Jeżeli ktoś jeszcze nie słyszał o tym, czym jest powódź błyskawiczna, a planuje kiedyś wędrować po pustyniach Izraela, to może ona wyglądać tak… Niestety za rogiem nie ma Noego, który schowa nas do swojej Arki 🙂
Pustynie Izraela
W Izraelu są aż dwie pustynie – Negew na południu (zajmuje prawie 40% powierzchni kraju) i Pustynia Judzka, między Jerozolimą, a Morzem Martwym.
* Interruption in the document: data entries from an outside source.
use std::{
    fs,
    process::{Command, Output, Stdio},
    time::{Duration, Instant},
};

use pretty_assertions::assert_eq;
use reaper::{
    pidfile::read_pid,
    posix::{Pid, Signal, process},
};

fn reaper(args: &[&str]) -> Output {
    Command::new(env!("CARGO_BIN_EXE_reaper"))
        .args(args)
        .env_remove("REAPER_PID_FILE")
        .env_remove("REAPER_LOG_FILE")
        .output()
        .unwrap()
}

#[test_log::test]
fn run_exits_with_program_status() {
    let output = reaper(&["run", "--", "sh", "-c", "exit 3"]);
    assert_eq!(output.status.code(), Some(3));
}

#[test_log::test]
fn run_maps_signal_death_to_128_plus_signo() {
    let output = reaper(&["run", "--", "sh", "-c", "kill -TERM $$"]);
    assert_eq!(output.status.code(), Some(143));
}

#[test_log::test]
fn sigterm_to_reaper_is_forwarded_to_program() {
    let dir = tempfile::tempdir().unwrap();
    let started = dir.path().join("started");
    let script = format!("touch {} && exec sleep 30", started.display());

    let child = Command::new(env!("CARGO_BIN_EXE_reaper"))
        .args(["run", "--", "sh", "-c", &script])
        .env_remove("REAPER_PID_FILE")
        .env_remove("REAPER_LOG_FILE")
        .stdout(Stdio::null())
        .stderr(Stdio::null())
        .spawn()
        .unwrap();

    let deadline = Instant::now() + Duration::from_secs(10);
    while !started.exists() {
        assert!(Instant::now() < deadline, "program never started");
        std::thread::sleep(Duration::from_millis(20));
    }

    let pid = Pid::from_raw(i32::try_from(child.id()).unwrap());
    process::kill(pid, Signal::SIGTERM).unwrap();

    let output = child.wait_with_output().unwrap();
    assert_eq!(output.status.code(), Some(143));
}

#[test_log::test]
fn run_passes_through_program_output() {
    let output = reaper(&["run", "--", "echo", "-n", "hello"]);
    assert!(output.status.success());
    assert_eq!(String::from_utf8_lossy(&output.stdout), "hello");
}

#[test_log::test]
fn run_with_unknown_user_fails_before_starting_program() {
    let dir = tempfile::tempdir().unwrap();
    let marker = dir.path().join("started");

    let output = reaper(&[
        "run",
        "--user",
        "reaper-no-such-user",
        "--",
        "touch",
        marker.to_str().unwrap(),
    ]);

    assert_eq!(output.status.code(), Some(1));
    assert!(String::from_utf8_lossy(&output.stderr).contains("unknown user"));
    assert!(!marker.exists());
}

#[test_log::test]
fn run_writes_and_removes_pid_file() {
    let dir = tempfile::tempdir().unwrap();
    let pid_file = dir.path().join("reaper.pid");
    let seen = dir.path().join("seen");

    let script = format!(
        "cat {} > {}",
        pid_file.display(),
        seen.display()
    );
    let output = reaper(&[
        "run",
        "--pid-file",
        pid_file.to_str().unwrap(),
        "--",
        "sh",
        "-c",
        &script,
    ]);

    assert!(output.status.success());
    assert!(read_pid(&seen).unwrap().is_some());
    assert!(!pid_file.exists());
}

#[test_log::test]
fn daemonized_run_returns_once_ready() {
    let dir = tempfile::tempdir().unwrap();
    let log_file = dir.path().join("daemon.log");
    let pid_file = dir.path().join("daemon.pid");

    let output = reaper(&[
        "run",
        "--daemonize",
        "--log-file",
        log_file.to_str().unwrap(),
        "--pid-file",
        pid_file.to_str().unwrap(),
        "--",
        "sh",
        "-c",
        "echo from-daemon",
    ]);
    assert!(output.status.success());

    let deadline = Instant::now() + Duration::from_secs(10);
    while Instant::now() < deadline {
        let logged = fs::read_to_string(&log_file)
            .is_ok_and(|x| x.contains("from-daemon"));
        if logged && !pid_file.exists() {
            return;
        }
        std::thread::sleep(Duration::from_millis(20));
    }
    panic!("daemon did not run the program and clean up");
}

#[test_log::test]
fn lookup_prints_records_as_json() {
    let output = reaper(&["lookup", "user", "root"]);
    assert!(output.status.success());

    let record: serde_json::Value = serde_json::from_slice(&output.stdout).unwrap();
    assert_eq!(record["name"], "root");
    assert_eq!(record["uid"], 0);

    let output = reaper(&["lookup", "group", "root"]);
    assert!(output.status.success());
    let record: serde_json::Value = serde_json::from_slice(&output.stdout).unwrap();
    assert_eq!(record["gid"], 0);
}

#[test_log::test]
fn lookup_of_unknown_name_fails() {
    let output = reaper(&["lookup", "group", "reaper-no-such-group"]);
    assert_eq!(output.status.code(), Some(1));
    assert!(output.stdout.is_empty());
}

#[test_log::test]
fn ids_reports_the_reaper_process() {
    let output = reaper(&["ids"]);
    assert!(output.status.success());

    let ids: serde_json::Value = serde_json::from_slice(&output.stdout).unwrap();
    assert_eq!(ids["ppid"], i64::from(std::process::id()));
    assert!(ids["pid"].as_i64().unwrap() > 0);
    assert!(ids["euid"].is_u64());
}
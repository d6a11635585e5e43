use axum::routing::{get, post};
use axum::Router;

use crate::handlers::payments;
use crate::state::AppState;

/// ```text
/// POST /payments                    -> create_payment
/// GET  /payments/{account_number}   -> list_payment_history
/// ```
pub fn router() -> Router<AppState> {
    Router::new()
        .route("/payments", post(payments::create_payment))
        .route(
            "/payments/{account_number}",
            get(payments::list_payment_history),
        )
}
Wyjeżdżając z Jerozolimy praktycznie w pół minuty jesteśmy już na Pustyni Judzkiej. Serio serio, po prostu ruszamy z miasta przez tunel na wschód, a z jego drugiej strony widzimy już pustynię.
W pustynnym kraju woda jest na wagę złota – ale… niestety nie zawsze…
Powódź na pustyniach Izraela
Praktycznie co roku w okresie zimowym, podczas ulewnych deszczy, Izrael nawiedza powódź błyskawiczna, na szczęście nie jest to zapowiedź Potopu i Arki Noego 🙂
Potoki wody płyną wyschniętymi wadi (czyli dolinami) zalewając i zgarniając ze sobą wszystko po drodze, nie rzadko niestety też ludzi. Często słyszy się o tragicznych wypadkach, gdy ktoś znalazł się w „niewłaściwym miejscu w niewłaściwym czasie”.
Zamykane są drogi krajowe, na trasie nad Morze Martwe i do Twierdzy Masada, a Izraelczycy śledzą na bieżąco najnowsze doniesienia – o zamknięciu i czasowym otwarciu dróg, by czym prędzej móc uciec przed szalejącym żywiołem.